Grenade Girl later clipped the exchange and posted it on Twitter, commenting that “no woman should have to deal with this.”

While many users responded to the tweet by saying the streamer should grow thicker skin if she wanted to survive in the anonymous world of online games, others suggested she should simply learn how to mute the voice chat, which is a feature present in almost all online games.

Grenade Girl made a follow-up post saying she wasn’t ‘butt hurt,’ but that she was frustrated that she was targeted because of her gender.

However, shortly after her initial post other users started pointing out an apparent hypocrisy, as people started posting clips from her other streams where she similarly trash-talked fellow players based on their gender.

“You look like an idiot, dude,” she told a player during her stream. “I’m laughing at you, because your d**k is so f*****g small.
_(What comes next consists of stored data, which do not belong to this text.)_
use axum::{body::Bytes, extract::State, Json};

use crate::error::{AppError, ErrorBody};
use crate::mpesa::CallbackAck;
use crate::services::CallbackOutcome;
use crate::utils::sanitize::sanitize_json;
use crate::AppState;

/// Confirmation webhook for STK push payments.
///
/// Any durably processed event is acknowledged, including ones whose token
/// transfer failed. Malformed bodies, unknown checkout ids and ledger
/// failures get a non-2xx so the gateway re-delivers.
#[utoipa::path(
    post,
    path = "/callbacks/mpesa",
    request_body(content = String, description = "STK push callback envelope", content_type = "application/json"),
    responses(
        (status = 200, description = "Event processed", body = CallbackAck),
        (status = 400, description = "Malformed callback", body = ErrorBody),
        (status = 403, description = "Caller not in the allowlist", body = ErrorBody),
        (status = 404, description = "Unknown checkout id", body = ErrorBody),
        (status = 500, description = "Ledger failure", body = ErrorBody)
    ),
    tag = "Callbacks"
)]
pub async fn mpesa_callback(
    State(state): State<AppState>,
    body: Bytes,
) -> Result<Json<CallbackAck>, AppError> {
    match serde_json::from_slice::<serde_json::Value>(&body) {
        Ok(json) => tracing::info!(payload = %sanitize_json(&json), "M-Pesa callback received"),
        Err(_) => tracing::warn!(body_size = body.len(), "M-Pesa callback with non-JSON body"),
    }

    let outcome = state.orchestrator.handle_callback(&body).await?;

    let tx = outcome.transaction();
    match &outcome {
        CallbackOutcome::Completed(_) => {
            tracing::info!(transaction_id = %tx.id, "callback completed transaction")
        }
        CallbackOutcome::TransferFailed(_) => tracing::error!(
            transaction_id = %tx.id,
            receipt = ?tx.gateway_receipt_id,
            "payment received but token transfer failed"
        ),
        CallbackOutcome::PaymentFailed(_) => {
            tracing::info!(transaction_id = %tx.id, "callback reported failed payment")
        }
        CallbackOutcome::Duplicate(_) => {
            tracing::info!(transaction_id = %tx.id, status = %tx.status, "duplicate callback acknowledged")
        }
    }

    Ok(Json(CallbackAck::accepted()))
}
And you’re probably still a virgin.”

Ignoring the two-sided nature of the trash talk and focusing on the misogynistic aspect of the insults, co-creator of the Xbox Jonathan ‘Seamus’ Blackley joined the conversation, writing on his personal Twitter account that “this wasn’t the future of xbox live we envisioned." 

He went on to say that it was past time that something was done to ‘clean up the environments’ in online games. Blackley then went into a back-and-forth with ‘Polygon’ co-founder Russ Pitts about what measures could be taken to combat online toxicity. 

They arrived at the conclusion that men should be encouraged to report misogyny and that women, people of color and minorities should be empowered and promoted to positions of authority in moderation across platforms to further enable self-policing in online games.